Figure 3.

Glutamate accumulation and glutamate transporter function under hypoxic conditions after IL-1β pretreatment. Mixed cortical cell cultures were treated with 1 ng/ml IL-1β for 20–24 h (black bars) or vehicle (hatched bars), washed, and then deprived of oxygen. A, After the period of time indicated, supernatant was collected to measure accumulation of glutamate in the bathing medium via HPLC. Data are expressed as the mean ± SEM glutamate accumulation in micromolar. An asterisk denotes a significant between group difference as assessed by two-way ANOVA followed by a Bonferroni's post hoc test (p < 0.001; n = 8 cultures pooled from 3 different experiments).
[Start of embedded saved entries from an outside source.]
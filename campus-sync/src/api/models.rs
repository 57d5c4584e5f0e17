//! Wire-shape records for the LMS, registrar and remote store backends.
//!
//! String-keyed payloads are decoded into these typed records at the client
//! boundary; business logic never sees raw JSON.

use serde::{Deserialize, Serialize};

/// Role tag the LMS uses for student enrollments.
pub const STUDENT_ROLE: &str = "StudentEnrollment";

/// An LMS course section. `sis_section_id` is present iff the section was
/// provisioned from the registrar; LMS-only sections carry none.
#[derive(Debug, Clone, Deserialize, Serialize)]
pub struct CanvasSection {
    pub id: u64,
    pub name: String,
    #[serde(default)]
    pub sis_section_id: Option<String>,
}

/// One enrollment entry as reported by the LMS.
#[derive(Debug, Clone, Deserialize)]
pub struct CanvasEnrollment {
    pub course_section_id: u64,
    pub role: String,
    pub enrollment_state: String,
    #[serde(default)]
    pub html_url: Option<String>,
}

impl CanvasEnrollment {
    /// Whether this entry is an active student-role enrollment.
    pub fn is_active_student(&self) -> bool {
        self.role == STUDENT_ROLE && self.enrollment_state == "active"
    }
}

/// A student as reported by the LMS, with all of their section enrollments.
#[derive(Debug, Clone, Deserialize)]
pub struct CanvasStudent {
    pub id: u64,
    pub login_id: String,
    #[serde(default)]
    pub enrollments: Vec<CanvasEnrollment>,
}

/// A teacher as reported by the LMS.
#[derive(Debug, Clone, Deserialize)]
pub struct CanvasTeacher {
    pub id: u64,
    pub login_id: String,
}

/// Official enrollment status from the registrar.
#[derive(Debug, Clone, Copy, PartialEq, Eq)]
pub enum EnrollStatus {
    Enrolled,
    Waitlisted,
}

impl EnrollStatus {
    /// Decode the registrar's single-letter status code. Unknown codes map
    /// to `None` and are dropped at the adapter boundary.
    pub fn from_code(code: &str) -> Option<Self> {
        match code {
            "E" => Some(EnrollStatus::Enrolled),
            "W" => Some(EnrollStatus::Waitlisted),
            _ => None,
        }
    }
}

/// Raw registrar enrollment row as returned by the campus data service.
#[derive(Debug, Clone, Deserialize)]
pub struct RegistrarRowWire {
    pub ldap_uid: String,
    pub enroll_status: String,
    pub student_id: String,
    #[serde(default)]
    pub first_name: Option<String>,
    #[serde(default)]
    pub last_name: Option<String>,
    #[serde(default)]
    pub student_email_address: Option<String>,
}

/// A validated registrar enrollment record for one student in one section.
#[derive(Debug, Clone)]
pub struct RegistrarEnrollment {
    pub login_id: String,
    pub status: EnrollStatus,
    pub student_id: String,
    pub first_name: Option<String>,
    pub last_name: Option<String>,
    pub email: Option<String>,
}

impl RegistrarEnrollment {
    /// Validate a wire row. Rows with an unrecognized status code are not
    /// representable and yield `None`.
    pub fn from_wire(wire: RegistrarRowWire) -> Option<Self> {
        let status = EnrollStatus::from_code(&wire.enroll_status)?;
        Some(Self {
            login_id: wire.ldap_uid,
            status,
            student_id: wire.student_id,
            first_name: wire.first_name,
            last_name: wire.last_name,
            email: wire.student_email_address,
        })
    }
}

/// Photo bytes for one student.
#[derive(Debug, Clone)]
pub struct StudentPhoto {
    pub data: Vec<u8>,
    pub size: u64,
}

/// A folder or file node in the remote drive store.
#[derive(Debug, Clone, Deserialize, Serialize)]
pub struct RemoteItem {
    pub id: String,
    pub title: String,
}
B, After the times indicated, cells were washed, and [³H]d-aspartate (0.1 μCi) was added in the presence of 50 μm nonradioactive d-aspartate. Uptake was terminated after 5 min, and the amount of [³H]d-aspartate that accumulated into cells was measured via liquid scintillation counting. Data are expressed as mean ± SEM counts per minute per well per 5 min × 10³. There was no statistically significant between-group difference in [³H]d-aspartate uptake as determined by two-way ANOVA. An asterisk indicates a significant decrease in [³H]d-aspartate uptake from the 30 min time point within each group as determined by two-way ANOVA followed by a Bonferroni's post hoc test for multiple comparisons. Significance was assessed at p < 0.05 (n = 8 cultures pooled from four different experiments).